Content starts

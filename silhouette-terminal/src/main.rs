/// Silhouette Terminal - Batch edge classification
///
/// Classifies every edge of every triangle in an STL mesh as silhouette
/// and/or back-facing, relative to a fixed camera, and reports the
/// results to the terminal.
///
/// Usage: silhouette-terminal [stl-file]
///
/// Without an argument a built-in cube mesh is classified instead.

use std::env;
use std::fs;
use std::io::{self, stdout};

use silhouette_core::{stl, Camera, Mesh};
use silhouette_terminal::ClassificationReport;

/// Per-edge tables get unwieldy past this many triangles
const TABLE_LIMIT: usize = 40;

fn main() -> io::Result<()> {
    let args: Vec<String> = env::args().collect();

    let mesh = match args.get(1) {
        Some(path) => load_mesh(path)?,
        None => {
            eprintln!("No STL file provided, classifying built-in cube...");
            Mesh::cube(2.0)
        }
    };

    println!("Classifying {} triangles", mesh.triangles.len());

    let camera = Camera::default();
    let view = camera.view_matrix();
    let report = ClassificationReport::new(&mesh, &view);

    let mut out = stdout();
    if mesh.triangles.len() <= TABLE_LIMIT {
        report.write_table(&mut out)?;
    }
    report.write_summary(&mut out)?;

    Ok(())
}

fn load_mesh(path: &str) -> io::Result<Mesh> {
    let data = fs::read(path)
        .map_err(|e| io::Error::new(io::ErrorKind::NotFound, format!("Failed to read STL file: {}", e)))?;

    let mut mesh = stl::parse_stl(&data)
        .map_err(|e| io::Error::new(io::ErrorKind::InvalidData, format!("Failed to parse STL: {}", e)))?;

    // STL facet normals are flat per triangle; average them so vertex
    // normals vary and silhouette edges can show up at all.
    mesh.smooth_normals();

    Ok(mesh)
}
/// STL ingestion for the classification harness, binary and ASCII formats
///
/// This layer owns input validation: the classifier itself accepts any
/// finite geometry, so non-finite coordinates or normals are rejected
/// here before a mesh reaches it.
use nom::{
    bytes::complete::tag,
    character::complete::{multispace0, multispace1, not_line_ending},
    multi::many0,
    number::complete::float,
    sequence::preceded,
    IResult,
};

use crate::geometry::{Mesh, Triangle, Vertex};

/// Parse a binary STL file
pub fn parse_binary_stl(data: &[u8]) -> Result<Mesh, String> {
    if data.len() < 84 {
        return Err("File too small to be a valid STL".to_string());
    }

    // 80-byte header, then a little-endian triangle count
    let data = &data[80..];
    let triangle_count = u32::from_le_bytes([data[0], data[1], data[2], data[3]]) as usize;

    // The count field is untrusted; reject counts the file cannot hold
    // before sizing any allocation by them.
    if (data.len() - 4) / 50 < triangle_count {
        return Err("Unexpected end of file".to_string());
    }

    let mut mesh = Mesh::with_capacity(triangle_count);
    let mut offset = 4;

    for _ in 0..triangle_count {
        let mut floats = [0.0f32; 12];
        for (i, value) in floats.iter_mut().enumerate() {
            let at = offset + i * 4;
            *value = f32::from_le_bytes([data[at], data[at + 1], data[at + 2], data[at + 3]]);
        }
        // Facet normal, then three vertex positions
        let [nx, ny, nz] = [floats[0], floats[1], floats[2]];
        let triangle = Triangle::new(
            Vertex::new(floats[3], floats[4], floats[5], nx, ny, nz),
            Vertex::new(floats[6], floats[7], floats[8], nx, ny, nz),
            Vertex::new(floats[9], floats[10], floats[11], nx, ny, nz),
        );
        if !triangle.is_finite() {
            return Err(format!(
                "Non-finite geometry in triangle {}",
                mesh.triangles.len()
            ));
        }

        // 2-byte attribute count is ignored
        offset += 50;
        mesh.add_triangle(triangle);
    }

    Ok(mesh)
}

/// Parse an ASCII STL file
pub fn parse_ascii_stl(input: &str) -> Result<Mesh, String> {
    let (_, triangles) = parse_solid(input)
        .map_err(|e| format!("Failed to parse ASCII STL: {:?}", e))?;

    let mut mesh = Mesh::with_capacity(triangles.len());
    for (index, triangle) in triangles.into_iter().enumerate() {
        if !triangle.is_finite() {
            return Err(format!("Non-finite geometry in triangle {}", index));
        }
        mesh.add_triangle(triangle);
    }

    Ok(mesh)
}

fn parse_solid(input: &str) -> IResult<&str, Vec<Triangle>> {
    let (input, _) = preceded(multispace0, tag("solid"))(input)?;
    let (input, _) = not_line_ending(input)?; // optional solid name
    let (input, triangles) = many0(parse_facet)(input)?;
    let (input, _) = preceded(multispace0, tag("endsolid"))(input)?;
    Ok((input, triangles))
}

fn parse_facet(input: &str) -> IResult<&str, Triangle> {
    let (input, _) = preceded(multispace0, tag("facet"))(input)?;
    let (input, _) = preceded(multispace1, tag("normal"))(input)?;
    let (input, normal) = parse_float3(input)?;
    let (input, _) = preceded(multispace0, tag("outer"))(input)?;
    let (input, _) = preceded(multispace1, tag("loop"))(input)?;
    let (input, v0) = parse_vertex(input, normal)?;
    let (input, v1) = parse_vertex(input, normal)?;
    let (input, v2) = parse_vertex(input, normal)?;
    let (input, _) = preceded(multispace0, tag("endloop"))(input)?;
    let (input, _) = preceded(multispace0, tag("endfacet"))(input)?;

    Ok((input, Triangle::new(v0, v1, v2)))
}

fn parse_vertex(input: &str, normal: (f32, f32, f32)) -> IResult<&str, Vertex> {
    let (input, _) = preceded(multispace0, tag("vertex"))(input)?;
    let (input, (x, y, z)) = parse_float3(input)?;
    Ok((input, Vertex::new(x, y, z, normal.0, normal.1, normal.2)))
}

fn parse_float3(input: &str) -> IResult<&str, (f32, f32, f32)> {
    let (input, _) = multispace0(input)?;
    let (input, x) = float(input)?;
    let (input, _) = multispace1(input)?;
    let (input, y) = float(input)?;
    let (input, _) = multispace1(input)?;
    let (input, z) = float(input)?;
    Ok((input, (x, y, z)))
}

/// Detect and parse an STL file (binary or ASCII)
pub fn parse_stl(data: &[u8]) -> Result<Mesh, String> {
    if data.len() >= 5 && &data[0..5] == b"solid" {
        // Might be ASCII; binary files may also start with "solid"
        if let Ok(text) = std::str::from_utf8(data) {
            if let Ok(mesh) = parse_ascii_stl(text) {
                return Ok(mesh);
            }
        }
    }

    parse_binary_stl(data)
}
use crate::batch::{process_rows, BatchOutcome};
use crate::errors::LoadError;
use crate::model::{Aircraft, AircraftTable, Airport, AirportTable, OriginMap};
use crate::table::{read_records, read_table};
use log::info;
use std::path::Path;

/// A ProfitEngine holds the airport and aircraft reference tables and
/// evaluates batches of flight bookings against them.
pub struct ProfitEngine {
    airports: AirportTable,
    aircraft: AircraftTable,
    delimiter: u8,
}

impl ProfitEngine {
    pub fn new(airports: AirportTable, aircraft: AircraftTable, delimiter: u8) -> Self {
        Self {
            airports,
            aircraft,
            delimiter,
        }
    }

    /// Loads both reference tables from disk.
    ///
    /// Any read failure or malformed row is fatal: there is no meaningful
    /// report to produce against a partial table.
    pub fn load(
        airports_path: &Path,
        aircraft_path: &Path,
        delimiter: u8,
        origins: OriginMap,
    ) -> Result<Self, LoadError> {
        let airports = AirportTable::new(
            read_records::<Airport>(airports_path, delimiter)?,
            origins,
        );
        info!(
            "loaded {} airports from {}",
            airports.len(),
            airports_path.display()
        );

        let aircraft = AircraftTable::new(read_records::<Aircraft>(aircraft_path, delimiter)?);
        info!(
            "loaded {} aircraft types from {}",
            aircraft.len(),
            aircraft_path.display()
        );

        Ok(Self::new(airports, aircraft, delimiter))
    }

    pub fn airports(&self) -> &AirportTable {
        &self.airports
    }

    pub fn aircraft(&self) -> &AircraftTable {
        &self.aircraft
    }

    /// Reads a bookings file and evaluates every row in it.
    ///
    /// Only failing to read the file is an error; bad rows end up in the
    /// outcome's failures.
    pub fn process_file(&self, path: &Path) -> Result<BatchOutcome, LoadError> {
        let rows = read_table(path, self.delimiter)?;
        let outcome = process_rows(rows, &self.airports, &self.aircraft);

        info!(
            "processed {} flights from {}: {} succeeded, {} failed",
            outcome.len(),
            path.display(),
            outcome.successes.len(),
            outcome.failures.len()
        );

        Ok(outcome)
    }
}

Content ends
Content starts

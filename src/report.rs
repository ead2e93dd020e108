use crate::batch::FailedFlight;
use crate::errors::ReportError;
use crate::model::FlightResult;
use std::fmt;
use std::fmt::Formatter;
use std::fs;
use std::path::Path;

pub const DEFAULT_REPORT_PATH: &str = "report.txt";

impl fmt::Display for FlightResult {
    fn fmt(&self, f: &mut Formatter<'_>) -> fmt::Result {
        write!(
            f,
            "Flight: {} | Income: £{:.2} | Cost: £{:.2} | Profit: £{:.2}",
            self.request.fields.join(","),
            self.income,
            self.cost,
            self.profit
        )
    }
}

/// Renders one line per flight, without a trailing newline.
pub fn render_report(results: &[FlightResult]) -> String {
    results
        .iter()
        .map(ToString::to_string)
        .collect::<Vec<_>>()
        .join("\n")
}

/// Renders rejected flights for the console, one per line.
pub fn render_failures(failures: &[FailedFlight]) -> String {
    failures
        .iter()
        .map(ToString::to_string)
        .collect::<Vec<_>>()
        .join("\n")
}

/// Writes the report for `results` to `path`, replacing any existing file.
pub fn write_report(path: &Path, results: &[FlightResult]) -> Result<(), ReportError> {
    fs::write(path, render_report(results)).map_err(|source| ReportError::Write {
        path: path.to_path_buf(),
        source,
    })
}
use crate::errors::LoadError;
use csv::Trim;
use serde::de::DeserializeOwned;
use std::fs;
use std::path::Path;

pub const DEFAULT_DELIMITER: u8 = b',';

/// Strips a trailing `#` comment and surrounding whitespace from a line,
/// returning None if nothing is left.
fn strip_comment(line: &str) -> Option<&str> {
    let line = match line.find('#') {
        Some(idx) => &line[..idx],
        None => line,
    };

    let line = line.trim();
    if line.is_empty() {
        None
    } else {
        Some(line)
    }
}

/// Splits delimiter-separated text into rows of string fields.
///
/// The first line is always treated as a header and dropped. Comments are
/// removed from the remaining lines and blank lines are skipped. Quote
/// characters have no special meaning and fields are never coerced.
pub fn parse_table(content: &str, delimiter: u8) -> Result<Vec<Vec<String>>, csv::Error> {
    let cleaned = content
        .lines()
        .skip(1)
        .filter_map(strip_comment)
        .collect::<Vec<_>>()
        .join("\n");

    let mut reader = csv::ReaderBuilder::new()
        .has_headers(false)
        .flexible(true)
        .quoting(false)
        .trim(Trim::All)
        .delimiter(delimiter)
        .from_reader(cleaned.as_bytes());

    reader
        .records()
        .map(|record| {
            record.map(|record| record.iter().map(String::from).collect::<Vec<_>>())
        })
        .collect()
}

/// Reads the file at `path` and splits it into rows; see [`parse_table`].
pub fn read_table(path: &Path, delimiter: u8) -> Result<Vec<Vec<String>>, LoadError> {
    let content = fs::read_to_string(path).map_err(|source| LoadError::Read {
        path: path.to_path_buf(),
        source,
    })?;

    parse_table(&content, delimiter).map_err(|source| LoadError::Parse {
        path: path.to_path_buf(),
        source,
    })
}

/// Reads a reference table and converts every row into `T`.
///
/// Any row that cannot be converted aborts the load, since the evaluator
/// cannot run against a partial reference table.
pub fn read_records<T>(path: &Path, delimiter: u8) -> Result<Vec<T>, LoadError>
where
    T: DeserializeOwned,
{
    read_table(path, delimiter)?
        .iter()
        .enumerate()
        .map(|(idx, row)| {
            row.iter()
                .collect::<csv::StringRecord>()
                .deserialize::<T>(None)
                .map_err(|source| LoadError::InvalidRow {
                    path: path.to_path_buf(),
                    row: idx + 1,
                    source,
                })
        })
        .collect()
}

Content ends

Exercise goal. Copy, exactly and only, the lines above that begin with the one containing "if mesh.triangles.len() <= TABLE_LIMIT" and finish with the one containing "them so vertex".

Exercise result.
    if mesh.triangles.len() <= TABLE_LIMIT {
        report.write_table(&mut out)?;
    }
    report.write_summary(&mut out)?;

    Ok(())
}

fn load_mesh(path: &str) -> io::Result<Mesh> {
    let data = fs::read(path)
        .map_err(|e| io::Error::new(io::ErrorKind::NotFound, format!("Failed to read STL file: {}", e)))?;

    let mut mesh = stl::parse_stl(&data)
        .map_err(|e| io::Error::new(io::ErrorKind::InvalidData, format!("Failed to parse STL: {}", e)))?;

    // STL facet normals are flat per triangle; average them so vertex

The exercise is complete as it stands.